[[ Record extracts open ]]
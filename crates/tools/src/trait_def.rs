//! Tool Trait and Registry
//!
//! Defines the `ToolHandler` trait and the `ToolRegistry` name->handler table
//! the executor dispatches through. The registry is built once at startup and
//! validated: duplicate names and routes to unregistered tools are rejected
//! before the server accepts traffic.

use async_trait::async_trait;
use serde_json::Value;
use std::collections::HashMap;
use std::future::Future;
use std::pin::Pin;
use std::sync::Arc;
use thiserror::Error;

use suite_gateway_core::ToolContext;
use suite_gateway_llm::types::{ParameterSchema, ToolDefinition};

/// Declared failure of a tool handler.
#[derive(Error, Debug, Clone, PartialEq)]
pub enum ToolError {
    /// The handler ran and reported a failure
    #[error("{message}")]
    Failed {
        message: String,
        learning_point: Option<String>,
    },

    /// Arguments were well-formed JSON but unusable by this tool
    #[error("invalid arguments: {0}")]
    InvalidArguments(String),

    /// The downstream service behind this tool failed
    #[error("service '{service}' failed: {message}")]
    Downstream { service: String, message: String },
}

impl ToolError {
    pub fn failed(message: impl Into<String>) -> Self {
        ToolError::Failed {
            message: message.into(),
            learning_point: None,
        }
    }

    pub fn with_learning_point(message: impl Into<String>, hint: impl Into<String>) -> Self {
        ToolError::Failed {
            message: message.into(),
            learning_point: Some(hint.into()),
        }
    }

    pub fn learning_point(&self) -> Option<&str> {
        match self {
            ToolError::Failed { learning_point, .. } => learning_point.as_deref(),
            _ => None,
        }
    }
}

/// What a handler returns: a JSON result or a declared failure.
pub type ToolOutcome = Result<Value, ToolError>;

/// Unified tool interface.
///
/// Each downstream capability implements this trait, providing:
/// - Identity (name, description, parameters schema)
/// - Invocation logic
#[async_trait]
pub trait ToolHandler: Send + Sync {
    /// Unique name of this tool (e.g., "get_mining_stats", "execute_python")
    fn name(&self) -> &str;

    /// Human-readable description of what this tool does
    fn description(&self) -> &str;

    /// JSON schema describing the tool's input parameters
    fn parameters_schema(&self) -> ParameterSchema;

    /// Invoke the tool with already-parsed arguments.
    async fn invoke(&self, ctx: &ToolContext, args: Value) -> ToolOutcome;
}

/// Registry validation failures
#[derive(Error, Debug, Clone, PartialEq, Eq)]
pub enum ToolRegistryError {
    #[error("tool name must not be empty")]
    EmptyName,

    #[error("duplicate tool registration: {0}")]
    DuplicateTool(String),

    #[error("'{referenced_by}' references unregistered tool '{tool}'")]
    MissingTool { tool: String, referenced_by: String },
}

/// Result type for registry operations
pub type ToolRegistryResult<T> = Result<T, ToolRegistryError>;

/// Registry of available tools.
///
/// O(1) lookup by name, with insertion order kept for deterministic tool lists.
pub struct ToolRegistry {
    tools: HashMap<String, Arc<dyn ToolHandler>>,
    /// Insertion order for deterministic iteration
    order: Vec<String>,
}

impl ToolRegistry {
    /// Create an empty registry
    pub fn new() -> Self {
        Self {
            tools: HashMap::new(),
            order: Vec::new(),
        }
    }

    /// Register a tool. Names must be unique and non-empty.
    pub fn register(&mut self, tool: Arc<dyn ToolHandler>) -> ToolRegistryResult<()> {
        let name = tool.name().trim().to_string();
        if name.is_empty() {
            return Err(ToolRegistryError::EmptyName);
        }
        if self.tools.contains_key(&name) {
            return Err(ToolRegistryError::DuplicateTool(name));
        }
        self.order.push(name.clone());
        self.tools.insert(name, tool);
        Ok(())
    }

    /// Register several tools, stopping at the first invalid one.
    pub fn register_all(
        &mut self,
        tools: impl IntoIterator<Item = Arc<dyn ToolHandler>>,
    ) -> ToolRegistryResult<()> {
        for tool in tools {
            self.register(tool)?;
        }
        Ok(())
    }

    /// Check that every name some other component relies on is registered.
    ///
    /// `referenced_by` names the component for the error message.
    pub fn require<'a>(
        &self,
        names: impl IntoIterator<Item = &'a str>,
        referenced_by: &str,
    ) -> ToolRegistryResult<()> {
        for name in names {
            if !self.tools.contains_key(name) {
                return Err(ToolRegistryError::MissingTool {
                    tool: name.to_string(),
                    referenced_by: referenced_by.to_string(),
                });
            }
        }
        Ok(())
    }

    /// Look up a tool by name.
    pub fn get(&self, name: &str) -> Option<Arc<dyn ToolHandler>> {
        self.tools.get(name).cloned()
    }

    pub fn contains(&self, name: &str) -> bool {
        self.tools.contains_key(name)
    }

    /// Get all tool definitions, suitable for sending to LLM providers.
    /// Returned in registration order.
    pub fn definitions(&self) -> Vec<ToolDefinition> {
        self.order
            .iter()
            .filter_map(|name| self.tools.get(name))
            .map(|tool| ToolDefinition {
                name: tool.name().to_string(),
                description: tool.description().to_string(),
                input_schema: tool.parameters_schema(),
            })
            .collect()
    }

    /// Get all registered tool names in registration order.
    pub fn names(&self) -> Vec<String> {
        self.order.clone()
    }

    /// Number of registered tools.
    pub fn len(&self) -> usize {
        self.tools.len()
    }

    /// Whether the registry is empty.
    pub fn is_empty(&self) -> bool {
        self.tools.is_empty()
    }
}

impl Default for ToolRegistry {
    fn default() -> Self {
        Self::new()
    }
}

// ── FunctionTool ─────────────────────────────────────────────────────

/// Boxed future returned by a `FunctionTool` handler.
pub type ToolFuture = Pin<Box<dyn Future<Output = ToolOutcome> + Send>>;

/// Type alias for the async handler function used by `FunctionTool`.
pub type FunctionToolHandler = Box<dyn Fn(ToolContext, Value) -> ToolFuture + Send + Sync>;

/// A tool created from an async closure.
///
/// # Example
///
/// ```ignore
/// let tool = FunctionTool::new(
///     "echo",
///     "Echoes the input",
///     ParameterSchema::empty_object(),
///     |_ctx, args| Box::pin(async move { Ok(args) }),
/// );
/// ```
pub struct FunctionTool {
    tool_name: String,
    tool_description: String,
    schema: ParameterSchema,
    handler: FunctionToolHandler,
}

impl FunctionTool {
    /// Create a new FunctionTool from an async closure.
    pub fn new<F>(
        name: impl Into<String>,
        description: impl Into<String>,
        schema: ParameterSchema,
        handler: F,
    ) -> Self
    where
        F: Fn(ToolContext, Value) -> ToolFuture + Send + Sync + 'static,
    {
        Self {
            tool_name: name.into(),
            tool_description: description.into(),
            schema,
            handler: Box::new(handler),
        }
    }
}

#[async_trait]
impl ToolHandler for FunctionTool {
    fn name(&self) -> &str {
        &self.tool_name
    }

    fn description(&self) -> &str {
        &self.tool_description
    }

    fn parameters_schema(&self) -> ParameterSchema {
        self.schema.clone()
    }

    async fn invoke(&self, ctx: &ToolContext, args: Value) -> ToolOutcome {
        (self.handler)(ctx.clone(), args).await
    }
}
[[ Record extracts closed ]]
#### Exercise aim
All that is wanted is an exact copy of the lines above from the one with "pub fn is_empty(&self)" through the one with "Boxed future returned", with both ends included.

#### Answer
    pub fn is_empty(&self) -> bool {
        self.tools.is_empty()
    }
}

impl Default for ToolRegistry {
    fn default() -> Self {
        Self::new()
    }
}

// ── FunctionTool ─────────────────────────────────────────────────────

/// Boxed future returned by a `FunctionTool` handler.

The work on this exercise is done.